Politica

Doveroso

Doveroso

Così come non esistono diritti che non si accompagnino a doveri neanche esistono libertà che non comportino responsabilità. Se si scindono le due cose si genera un infantilismo di massa, una collettività di irresponsabili che eleggono, quali loro rappresentanti, gli irresponsabili meglio riusciti. Quindi non basta dire «Decido io», come hanno fatto i contestatori del ministro Roccella e com’è lo slogan di quella battaglia. Occorre aggiungere: «E ne rispondo io».

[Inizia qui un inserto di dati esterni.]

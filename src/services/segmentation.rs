use image::{DynamicImage, GrayImage, ImageFormat};
use std::io::Cursor;

/// Number of consecutive rows with identical mean intensity that ends a segment.
pub const DEFAULT_RUN_LENGTH: usize = 22;

/// Splits a page image into ordered sub-images for recognition.
pub trait Segmenter: Send + Sync {
    fn segment(&self, image: &[u8]) -> Result<Vec<Vec<u8>>, SegmentationError>;
}

/// Paragraph splitter driven by per-row mean intensity.
///
/// A blank band between paragraphs shows up as a run of rows with the same
/// mean gray level; every `run_length` such rows mark a cut. Segments are
/// returned top to bottom as PNG bytes.
pub struct RowIntensitySegmenter {
    run_length: usize,
}

impl Default for RowIntensitySegmenter {
    fn default() -> Self {
        Self {
            run_length: DEFAULT_RUN_LENGTH,
        }
    }
}

impl RowIntensitySegmenter {
    pub fn new(run_length: usize) -> Self {
        Self {
            run_length: run_length.max(1),
        }
    }

    /// Row indices where a new segment starts.
    pub fn split_points(&self, gray: &GrayImage) -> Vec<u32> {
        let (width, height) = gray.dimensions();
        if width == 0 {
            return Vec::new();
        }

        let density: Vec<u64> = gray
            .rows()
            .map(|row| row.map(|p| p.0[0] as u64).sum::<u64>() / width as u64)
            .collect();

        let mut splits = Vec::new();
        let mut run = 0;
        for line in 1..height as usize {
            if density[line] == density[line - 1] {
                run += 1;
            } else {
                run = 0;
            }
            if run == self.run_length {
                splits.push(line as u32);
                run = 0;
            }
        }
        splits
    }
}

impl Segmenter for RowIntensitySegmenter {
    fn segment(&self, image: &[u8]) -> Result<Vec<Vec<u8>>, SegmentationError> {
        let gray = image::load_from_memory(image)?.to_luma8();
        let (width, height) = gray.dimensions();
        if width == 0 || height == 0 {
            return Err(SegmentationError::EmptyImage);
        }

        let mut bounds = Vec::new();
        let mut start = 0;
        for split in self.split_points(&gray) {
            bounds.push((start, split));
            start = split;
        }
        if start < height {
            bounds.push((start, height));
        }

        bounds
            .into_iter()
            .filter(|(top, bottom)| bottom > top)
            .map(|(top, bottom)| -> Result<Vec<u8>, SegmentationError> {
                let band = image::imageops::crop_imm(&gray, 0, top, width, bottom - top).to_image();
                let mut buf = Vec::new();
                DynamicImage::ImageLuma8(band).write_to(&mut Cursor::new(&mut buf), ImageFormat::Png)?;
                Ok(buf)
            })
            .collect()
    }
}

#[derive(Debug, thiserror::Error)]
pub enum SegmentationError {
    #[error("Failed to decode or encode image: {0}")]
    Image(#[from] image::ImageError),

    #[error("Image has no pixels")]
    EmptyImage,
}

#[cfg(test)]
mod tests {
    use super::*;
    use image::Luma;

    /// Text-like noise rows separated by a flat white band of `gap` rows.
    fn two_paragraphs(gap: u32) -> GrayImage {
        let height = 20 + gap + 20;
        GrayImage::from_fn(40, height, |x, y| {
            let in_gap = (20..20 + gap).contains(&y);
            if in_gap {
                Luma([255])
            } else {
                Luma([((x * 7 + y * 13) % 200) as u8])
            }
        })
    }

    fn png(gray: GrayImage) -> Vec<u8> {
        let mut buf = Vec::new();
        DynamicImage::ImageLuma8(gray)
            .write_to(&mut Cursor::new(&mut buf), ImageFormat::Png)
            .unwrap();
        buf
    }

    #[test]
    fn wide_gap_splits_page() {
        let segmenter = RowIntensitySegmenter::default();
        let segments = segmenter.segment(&png(two_paragraphs(30))).unwrap();
        assert_eq!(segments.len(), 2);
        for segment in &segments {
            assert!(image::load_from_memory(segment).is_ok());
        }
    }

    #[test]
    fn narrow_gap_keeps_page_whole() {
        let segmenter = RowIntensitySegmenter::default();
        let segments = segmenter.segment(&png(two_paragraphs(10))).unwrap();
        assert_eq!(segments.len(), 1);
    }

    #[test]
    fn segments_cover_every_row() {
        let segmenter = RowIntensitySegmenter::new(5);
        let gray = two_paragraphs(30);
        let total: u32 = segmenter
            .segment(&png(gray.clone()))
            .unwrap()
            .iter()
            .map(|s| image::load_from_memory(s).unwrap().height())
            .sum();
        assert_eq!(total, gray.height());
    }

    #[test]
    fn garbage_bytes_are_rejected() {
        let segmenter = RowIntensitySegmenter::default();
        assert!(matches!(
            segmenter.segment(b"not an image"),
            Err(SegmentationError::Image(_))
        ));
    }
}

Una parola sull’episodio e sulla confusione del linguaggio politico. È un diritto contestare (meglio se controproponendo), non lo è impedire di parlare. Le idee di cui più ci impegniamo a garantire l’espressione sono quelle che non condividiamo. Conservando il diritto e il dovere di contrastarle. Chi porta il tema dell’aborto in una sede ove si discute di natalità ha una qualche possibilità di essere preso sul serio se manifesta contro la legge che regola l’aborto, considerandola un attentato alla vita e alla procreazione. Se invece manifesti a difesa della legge, hai all’evidenza sbagliato posto, perché la liceità dell’interruzione di una gravidanza – nei tempi e nelle forme previste dalla legge – non può e non deve essere messa in relazione, né per subordinarla né per sovraordinarla, con la natalità. Infine occorre ricordare a chi governa che la censura è attività che può svolgere solo chi detiene un potere, mentre impedire ad altri di parlare non è una censura ma un sopruso. Sarà pur pedante soffermarsi su queste cose, ma le parole sbagliate nelle sedi sbagliate spesso tradiscono idee sbagliate. O almeno confuse.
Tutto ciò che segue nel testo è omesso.